There are lots of opportunities for psychological innovation in practice, De Bruyne says. “To get there, we want to offer shortcuts to system 1, and post-rationalize these. That’s our basic framework.”
Thinking about the shortcuts
The presentation is filled with examples that show how behavioral science works in everyday life. We learn why Ikea places the restaurant at the beginning of the store (“The food there is so cheap that you immediately think the rest of the shop can also be bought at a bargain”) and why Louis Vuitton stores first show you the most expensive stuff (“it makes you want to buy their cheaper products”).

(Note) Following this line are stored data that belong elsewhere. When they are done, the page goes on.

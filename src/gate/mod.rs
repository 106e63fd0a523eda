//! Admission gate module.
//!
//! Decides per-request admission using a sliding-window rate limiter per
//! client address, with an optional allow-list override evaluated first.

mod admission;
mod allowlist;

pub use admission::{AdmissionGate, Decision, DenyReason};
pub use allowlist::AllowList;
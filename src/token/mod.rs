//! Rotating token module.
//!
//! Issues and verifies short-lived, time-bucketed HMAC tokens derived from
//! a shared secret, with no server-side session state.

mod authority;

pub use authority::TokenAuthority;
//! Wall-clock helper.
//!
//! The gate and token authority take `now` as an explicit parameter so
//! tests can pin time; callers on the request path get it from here.

use std::time::{SystemTime, UNIX_EPOCH};

/// Current Unix time in whole seconds.
///
/// Saturates to zero if the system clock is before the epoch rather than
/// panicking on the request path.
pub fn unix_now() -> u64 {
    SystemTime::now()
        .duration_since(UNIX_EPOCH)
        .map(|d| d.as_secs())
        .unwrap_or(0)
}

#[cfg(test)]
mod tests {
    use super::*;

    #[test]
    fn test_unix_now_is_recent() {
        // 2024-01-01T00:00:00Z
        assert!(unix_now() > 1_704_067_200);
    }
}
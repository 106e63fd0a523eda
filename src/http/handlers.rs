//! Request handlers.

use axum::extract::rejection::JsonRejection;
use axum::http::StatusCode;
use axum::response::Json;
use chrono::Utc;
use serde_json::Value;

use super::response::ApiResponse;

/// Echo the JSON payload back to the caller.
///
/// A missing or malformed body is the caller's mistake, not a server
/// error: answer 400 inside the usual envelope.
pub async fn echo(payload: Result<Json<Value>, JsonRejection>) -> ApiResponse {
    match payload {
        Ok(Json(data)) => ApiResponse::ok(serde_json::json!({ "data": data })),
        Err(_) => ApiResponse::error(
            StatusCode::BAD_REQUEST,
            "INVALID_PAYLOAD",
            "Missing or malformed JSON payload",
        ),
    }
}

/// Liveness probe.
pub async fn ping() -> ApiResponse {
    ApiResponse::ok(serde_json::json!({
        "message": "pong",
        "timestamp": Utc::now().to_rfc3339(),
    }))
}

#[cfg(test)]
mod tests {
    use super::*;

    #[tokio::test]
    async fn test_echo_returns_payload() {
        let payload = serde_json::json!({"key": "value"});
        let response = echo(Ok(Json(payload.clone()))).await;

        assert_eq!(response.status, 200);
        assert_eq!(response.response.unwrap()["data"], payload);
    }

    #[tokio::test]
    async fn test_ping_pongs() {
        let response = ping().await;

        assert_eq!(response.status, 200);
        let body = response.response.unwrap();
        assert_eq!(body["message"], "pong");
        assert!(body["timestamp"].is_string());
    }
}
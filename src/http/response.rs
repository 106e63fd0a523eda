//! JSON response envelope.
//!
//! Every response the daemon sends, success or denial, uses the same JSON
//! shape. Denials are deliberately not special-cased into plain text.

use axum::http::StatusCode;
use axum::response::{IntoResponse, Json, Response};
use serde::{Deserialize, Serialize};
use uuid::Uuid;

/// Uniform response body.
#[derive(Debug, Clone, Serialize, Deserialize)]
pub struct ApiResponse {
    /// HTTP status, mirrored into the body.
    pub status: u16,

    /// Unique identifier for this response, for log correlation.
    pub request_id: Uuid,

    /// Payload on success.
    #[serde(skip_serializing_if = "Option::is_none")]
    pub response: Option<serde_json::Value>,

    /// Error details on failure.
    #[serde(skip_serializing_if = "Option::is_none")]
    pub error: Option<ErrorBody>,
}

/// Error details in a response.
#[derive(Debug, Clone, Serialize, Deserialize)]
pub struct ErrorBody {
    /// Stable error code (e.g., "RATE_LIMITED", "NOT_WHITELISTED").
    pub code: String,

    /// Human-readable error message.
    pub message: String,
}

impl ApiResponse {
    /// Create a 200 success response.
    pub fn ok(response: serde_json::Value) -> Self {
        Self {
            status: 200,
            request_id: Uuid::new_v4(),
            response: Some(response),
            error: None,
        }
    }

    /// Create an error response.
    pub fn error(status: StatusCode, code: impl Into<String>, message: impl Into<String>) -> Self {
        Self {
            status: status.as_u16(),
            request_id: Uuid::new_v4(),
            response: None,
            error: Some(ErrorBody {
                code: code.into(),
                message: message.into(),
            }),
        }
    }
}

impl IntoResponse for ApiResponse {
    fn into_response(self) -> Response {
        let status =
            StatusCode::from_u16(self.status).unwrap_or(StatusCode::INTERNAL_SERVER_ERROR);
        (status, Json(self)).into_response()
    }
}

It’s all about choice architecture, “thinking about the shortcuts, anchoring people.”
Thinking outside-in and putting the user first make you aware of the job-to-be-done, Dijkhoff adds. “Pitch the product or service as the best way to help people to reach their goals or to fix their problems. Even if system 2 has no idea what this solution is really going to bring you, system 1 is already convinced. What we often see are solutions looking for a problem. Remember how Steve Jobs succeeded in this? You didn’t know why you needed that new Apple product, but you wanted it anyway.”

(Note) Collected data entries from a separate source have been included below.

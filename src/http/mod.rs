//! HTTP surface.
//!
//! Thin axum layer over the core: an admission/authentication middleware
//! that runs before every handler, a uniform JSON response envelope, and
//! the echo/ping endpoints. The core never sees HTTP types; this module
//! owns the mapping from [`crate::gate::Decision`] and token validation
//! results to status codes (429, 400, 401).

mod handlers;
mod middleware;
mod response;
mod server;

pub use middleware::TOKEN_HEADER;
pub use response::{ApiResponse, ErrorBody};
pub use server::{build_state, router, serve, AppState};
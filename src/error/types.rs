//! Error types for the admitd daemon.

use std::path::PathBuf;
use thiserror::Error;

/// Main error type for the daemon.
///
/// Admission denials and token mismatches are deliberately not represented
/// here; they are ordinary return values ([`crate::gate::Decision`] and
/// `bool`). Errors are reserved for conditions that prevent the daemon from
/// being constructed or from serving at all.
#[derive(Error, Debug)]
pub enum AdmitError {
    /// Configuration-related errors. Always fatal at startup.
    #[error("Configuration error: {message}")]
    Config { message: String },

    /// Secret provisioning errors.
    #[error("Authentication setup error: {kind}")]
    Auth { kind: AuthErrorKind },

    /// Server errors (bind failures and the like).
    #[error("Server error: {message}")]
    Server { message: String },

    /// I/O errors.
    #[error("I/O error: {0}")]
    Io(#[from] std::io::Error),

    /// Serialization/deserialization errors.
    #[error("Serialization error: {0}")]
    Serialization(#[from] serde_json::Error),
}

/// Secret provisioning error kinds.
#[derive(Error, Debug)]
pub enum AuthErrorKind {
    #[error("Secret must not be empty")]
    EmptySecret,

    #[error("Secret file {path} has insecure permissions {mode:04o}, expected 0600 or 0400")]
    InsecureSecretFile { path: PathBuf, mode: u32 },

    #[error("Failed to read secret from {path}: {message}")]
    SecretReadError { path: PathBuf, message: String },
}

/// Result type alias for daemon operations.
pub type AdmitResult<T> = Result<T, AdmitError>;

A theoretical sidestep follows, about undesired behavior that is provoked by comforts and anxieties on the one hand, and desired behavior connected to pains and gains on the other hand. After citing Clayton Christensen with his famous milkshake-job-to-be done, other examples of behavioral design are presented. We learn how companies like Spotify, Airbnb, and Uber all found out where to put these shortcuts to system 1.

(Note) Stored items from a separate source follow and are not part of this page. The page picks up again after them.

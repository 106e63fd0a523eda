//! HMAC-SHA256 rotating token generation and validation.

use ring::{constant_time, hmac};

use crate::clock::unix_now;
use crate::error::{AdmitError, AuthErrorKind};

/// Stateless authority for time-bucketed proof-of-possession tokens.
///
/// A token is the lowercase hex HMAC-SHA256 digest of the current bucket
/// index (`now / bucket_seconds`, rendered in decimal) under the shared
/// secret. Any party holding the secret and a clock within one bucket of
/// the server's recomputes the same digest, so nothing is stored and
/// nothing beyond the secret is shared.
///
/// Holds no mutable state; a single instance can be used from any number
/// of tasks without locking.
pub struct TokenAuthority {
    key: hmac::Key,
    bucket_seconds: u64,
}

impl TokenAuthority {
    /// Create a new token authority.
    ///
    /// Rejects an empty secret and a zero bucket duration; both are
    /// configuration mistakes that must stop the daemon at startup rather
    /// than surface per request.
    pub fn new(secret: &[u8], bucket_seconds: u64) -> Result<Self, AdmitError> {
        if secret.is_empty() {
            return Err(AdmitError::Auth {
                kind: AuthErrorKind::EmptySecret,
            });
        }
        if bucket_seconds == 0 {
            return Err(AdmitError::Config {
                message: "Token bucket duration must be positive".to_string(),
            });
        }

        Ok(Self {
            key: hmac::Key::new(hmac::HMAC_SHA256, secret),
            bucket_seconds,
        })
    }

    /// The configured rotation granularity in seconds.
    pub fn bucket_seconds(&self) -> u64 {
        self.bucket_seconds
    }

    /// Generate the token for the bucket containing `now`.
    ///
    /// Deterministic: any two instants in the same bucket yield the same
    /// token.
    pub fn generate_at(&self, now: u64) -> String {
        self.digest_for_bucket(now / self.bucket_seconds)
    }

    /// Generate the token for the current wall-clock bucket.
    pub fn generate(&self) -> String {
        self.generate_at(unix_now())
    }

    /// Validate a client-supplied token at the given instant.
    ///
    /// Accepts the current bucket's token and the immediately preceding
    /// bucket's, tolerating clock or network skew of up to one bucket while
    /// capping a captured token's useful lifetime at two bucket durations.
    ///
    /// Both comparisons are constant-time and both always run; neither the
    /// timing nor the result order leaks where a forgery diverged.
    pub fn validate_at(&self, now: u64, client_token: &str) -> bool {
        let bucket = now / self.bucket_seconds;
        let current = self.digest_for_bucket(bucket);
        let previous = self.digest_for_bucket(bucket.saturating_sub(1));

        let matches_current = constant_time_eq(client_token, &current);
        let matches_previous = bucket > 0 && constant_time_eq(client_token, &previous);

        matches_current | matches_previous
    }

    /// Validate a client-supplied token against the wall clock.
    pub fn validate(&self, client_token: &str) -> bool {
        self.validate_at(unix_now(), client_token)
    }

    fn digest_for_bucket(&self, bucket: u64) -> String {
        let tag = hmac::sign(&self.key, bucket.to_string().as_bytes());
        hex::encode(tag.as_ref())
    }
}

/// Constant-time string equality.
///
/// Length is the only thing an observer can learn from timing; token
/// digests are fixed-length so that reveals nothing.
fn constant_time_eq(a: &str, b: &str) -> bool {
    constant_time::verify_slices_are_equal(a.as_bytes(), b.as_bytes()).is_ok()
}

Another important part is how to frame the choice, Dijkhoff says: “When I ask my wife what we could be doing on the weekend, I normally give her a couple of choices. I know that if give her just one suggestion, we will endlessly discuss if this would be good or bad. But if I present three choices, I unconsciously make sure all three are things I would like to do. And we always find something nice.” On another level, Dijkhoff shows how the Brexiteers were able to “take back control” by offering a choice between mass immigration and money for the NHS. “Now, that’s some choice framing. And very effective, because the Remainers had to start using rational arguments to explain why this is a strange way of putting it, but in doing so, they were adding to the power of the Brexit arguments. It’s exactly the same with Donald Trump: he presented himself as a dealmaker who would make the Mexicans pay for that wall. His opposition took him literally, his fans didn’t. He forced the opposition to talk about this problem they really didn’t want to talk about.” What they could have done instead? “Don’t get lured into the opponent’s frame. Don’t react, or at least don’t put facts against feelings.”
Vegetarian
So what does it all come down to? De Bruyne: “Designing an intervention to make the undesired behavior impossible will help people overcome their incapability to change. Motivate them by making desired behavior easy and triggering their behavior. That’s how I became a vegetarian.”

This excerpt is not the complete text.